→ **What is needed**: Pick every line out of the entries below that has the string "DateTimeUtc", and copy it.

→ **Extracted records**:
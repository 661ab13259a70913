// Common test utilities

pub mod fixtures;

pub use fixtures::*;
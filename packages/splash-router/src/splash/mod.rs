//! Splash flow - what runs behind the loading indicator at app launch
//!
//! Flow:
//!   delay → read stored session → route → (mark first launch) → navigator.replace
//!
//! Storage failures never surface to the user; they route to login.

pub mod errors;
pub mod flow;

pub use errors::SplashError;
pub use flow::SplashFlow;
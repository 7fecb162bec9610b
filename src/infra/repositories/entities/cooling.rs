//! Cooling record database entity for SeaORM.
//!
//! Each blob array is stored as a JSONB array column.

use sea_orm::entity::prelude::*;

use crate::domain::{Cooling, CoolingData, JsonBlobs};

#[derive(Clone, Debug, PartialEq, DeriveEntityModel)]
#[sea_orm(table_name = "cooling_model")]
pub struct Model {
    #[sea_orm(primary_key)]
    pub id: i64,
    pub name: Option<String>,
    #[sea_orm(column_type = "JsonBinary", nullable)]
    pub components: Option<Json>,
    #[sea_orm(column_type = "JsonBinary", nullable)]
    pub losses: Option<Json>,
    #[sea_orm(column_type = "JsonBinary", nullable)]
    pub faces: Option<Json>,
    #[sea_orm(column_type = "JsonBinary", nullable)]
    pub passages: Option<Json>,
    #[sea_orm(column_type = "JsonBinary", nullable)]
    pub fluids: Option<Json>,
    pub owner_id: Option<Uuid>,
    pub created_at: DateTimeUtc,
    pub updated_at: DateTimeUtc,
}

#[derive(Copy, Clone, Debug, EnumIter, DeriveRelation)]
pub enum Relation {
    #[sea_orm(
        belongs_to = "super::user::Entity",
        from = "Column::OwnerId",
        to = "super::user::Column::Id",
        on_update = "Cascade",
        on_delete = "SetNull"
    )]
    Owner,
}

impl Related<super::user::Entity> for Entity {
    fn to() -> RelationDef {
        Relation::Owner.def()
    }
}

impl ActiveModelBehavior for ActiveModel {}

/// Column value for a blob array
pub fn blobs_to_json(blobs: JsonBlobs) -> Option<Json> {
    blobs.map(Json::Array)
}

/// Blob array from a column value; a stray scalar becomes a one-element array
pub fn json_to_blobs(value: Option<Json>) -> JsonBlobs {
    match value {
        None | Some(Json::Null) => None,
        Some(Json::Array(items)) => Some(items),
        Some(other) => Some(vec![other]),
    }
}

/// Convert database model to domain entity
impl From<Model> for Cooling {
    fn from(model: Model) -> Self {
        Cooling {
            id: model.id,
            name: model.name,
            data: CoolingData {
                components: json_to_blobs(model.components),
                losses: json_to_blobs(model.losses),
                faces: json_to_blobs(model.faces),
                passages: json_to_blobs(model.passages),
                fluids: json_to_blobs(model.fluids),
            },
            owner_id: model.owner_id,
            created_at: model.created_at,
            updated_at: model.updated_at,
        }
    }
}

→ **Written reply**:
    pub created_at: DateTimeUtc,
    pub updated_at: DateTimeUtc,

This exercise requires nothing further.